//! View-state owner for the instance dashboard.
//!
//! The controller is built once per view, performs exactly one fetch while
//! initializing, and afterwards only answers queries from the renderer and
//! records the chosen sort field.

use crate::api::{FetchError, InstanceSource};
use crate::models::{Instance, InstancesPayload, ViewState};

const LIST_ERROR_PREFIX: &str = "Error getting instances list. ";
const API_DOWN_MESSAGE: &str = "It seems the API is not running (Error: 502)";

/// Message appended to the error list when the instance request fails.
///
/// A 502 comes from the reverse proxy in front of a backend that is not
/// running, so it gets its own wording.
pub fn fetch_failure_message(status: u16) -> String {
    let detail = if status == 502 {
        API_DOWN_MESSAGE.to_string()
    } else {
        format!("HTTP Error code {}", status)
    };
    format!("{}{}", LIST_ERROR_PREFIX, detail)
}

#[derive(Debug, Clone, Default)]
pub struct InstanceListController {
    state: ViewState,
}

impl InstanceListController {
    /// Controller with an empty list and the default sort field, before any fetch.
    pub fn new() -> Self {
        Self::default()
    }

    /// Create the controller and issue the one instance request.
    pub async fn initialize<S: InstanceSource>(source: &S) -> Self {
        let mut controller = Self::new();
        let result = source.fetch_instances().await;
        controller.apply(result);
        controller
    }

    /// Fold a completed fetch into the view state.
    ///
    /// Success replaces the instance list and appends the backend's errors.
    /// Failure appends one message and leaves the instance list alone.
    pub fn apply(&mut self, result: Result<InstancesPayload, FetchError>) {
        match result {
            Ok(payload) => {
                tracing::debug!(
                    instances = payload.instances.len(),
                    errors = payload.errors.len(),
                    "Loaded instance list"
                );
                self.state.replace_instances(payload.instances);
                self.state.append_errors(payload.errors);
            }
            Err(e) => {
                tracing::warn!(%e, "Instance list request failed");
                self.state.push_error(fetch_failure_message(e.status()));
            }
        }
    }

    pub fn instances(&self) -> &[Instance] {
        self.state.instances()
    }

    pub fn errors(&self) -> &[String] {
        self.state.errors()
    }

    pub fn sort_field(&self) -> &str {
        self.state.sort_field()
    }

    pub fn view_state(&self) -> &ViewState {
        &self.state
    }

    pub fn is_sort_field(&self, field: &str) -> bool {
        self.state.sort_field() == field
    }

    /// Any value is accepted; unknown fields simply leave the list in fetch order.
    pub fn set_sort_field(&mut self, field: impl Into<String>) {
        self.state.set_sort_field(field.into());
    }

    /// `true` means "show this row": the instance reported an error or has at
    /// least one replication link. Standalone healthy instances get `false`.
    pub fn hide_no_slave(&self, instance: &Instance) -> bool {
        !instance.errors.is_empty() || !instance.connections.is_empty()
    }
}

• • •

→ **Exercise brief**: All the data above must be copied again. Leave nothing out.

→ **Response**:
//! View-state owner for the instance dashboard.
//!
//! The controller is built once per view, performs exactly one fetch while
//! initializing, and afterwards only answers queries from the renderer and
//! records the chosen sort field.

use crate::api::{FetchError, InstanceSource};
use crate::models::{Instance, InstancesPayload, ViewState};

const LIST_ERROR_PREFIX: &str = "Error getting instances list. ";
const API_DOWN_MESSAGE: &str = "It seems the API is not running (Error: 502)";

/// Message appended to the error list when the instance request fails.
///
/// A 502 comes from the reverse proxy in front of a backend that is not
/// running, so it gets its own wording.
pub fn fetch_failure_message(status: u16) -> String {
    let detail = if status == 502 {
        API_DOWN_MESSAGE.to_string()
    } else {
        format!("HTTP Error code {}", status)
    };
    format!("{}{}", LIST_ERROR_PREFIX, detail)
}

#[derive(Debug, Clone, Default)]
pub struct InstanceListController {
    state: ViewState,
}

impl InstanceListController {
    /// Controller with an empty list and the default sort field, before any fetch.
    pub fn new() -> Self {
        Self::default()
    }

    /// Create the controller and issue the one instance request.
    pub async fn initialize<S: InstanceSource>(source: &S) -> Self {
        let mut controller = Self::new();
        let result = source.fetch_instances().await;
        controller.apply(result);
        controller
    }

    /// Fold a completed fetch into the view state.
    ///
    /// Success replaces the instance list and appends the backend's errors.
    /// Failure appends one message and leaves the instance list alone.
    pub fn apply(&mut self, result: Result<InstancesPayload, FetchError>) {
        match result {
            Ok(payload) => {
                tracing::debug!(
                    instances = payload.instances.len(),
                    errors = payload.errors.len(),
                    "Loaded instance list"
                );
                self.state.replace_instances(payload.instances);
                self.state.append_errors(payload.errors);
            }
            Err(e) => {
                tracing::warn!(%e, "Instance list request failed");
                self.state.push_error(fetch_failure_message(e.status()));
            }
        }
    }

    pub fn instances(&self) -> &[Instance] {
        self.state.instances()
    }

    pub fn errors(&self) -> &[String] {
        self.state.errors()
    }

    pub fn sort_field(&self) -> &str {
        self.state.sort_field()
    }

    pub fn view_state(&self) -> &ViewState {
        &self.state
    }

    pub fn is_sort_field(&self, field: &str) -> bool {
        self.state.sort_field() == field
    }

    /// Any value is accepted; unknown fields simply leave the list in fetch order.
    pub fn set_sort_field(&mut self, field: impl Into<String>) {
        self.state.set_sort_field(field.into());
    }

    /// `true` means "show this row": the instance reported an error or has at
    /// least one replication link. Standalone healthy instances get `false`.
    pub fn hide_no_slave(&self, instance: &Instance) -> bool {
        !instance.errors.is_empty() || !instance.connections.is_empty()
    }
}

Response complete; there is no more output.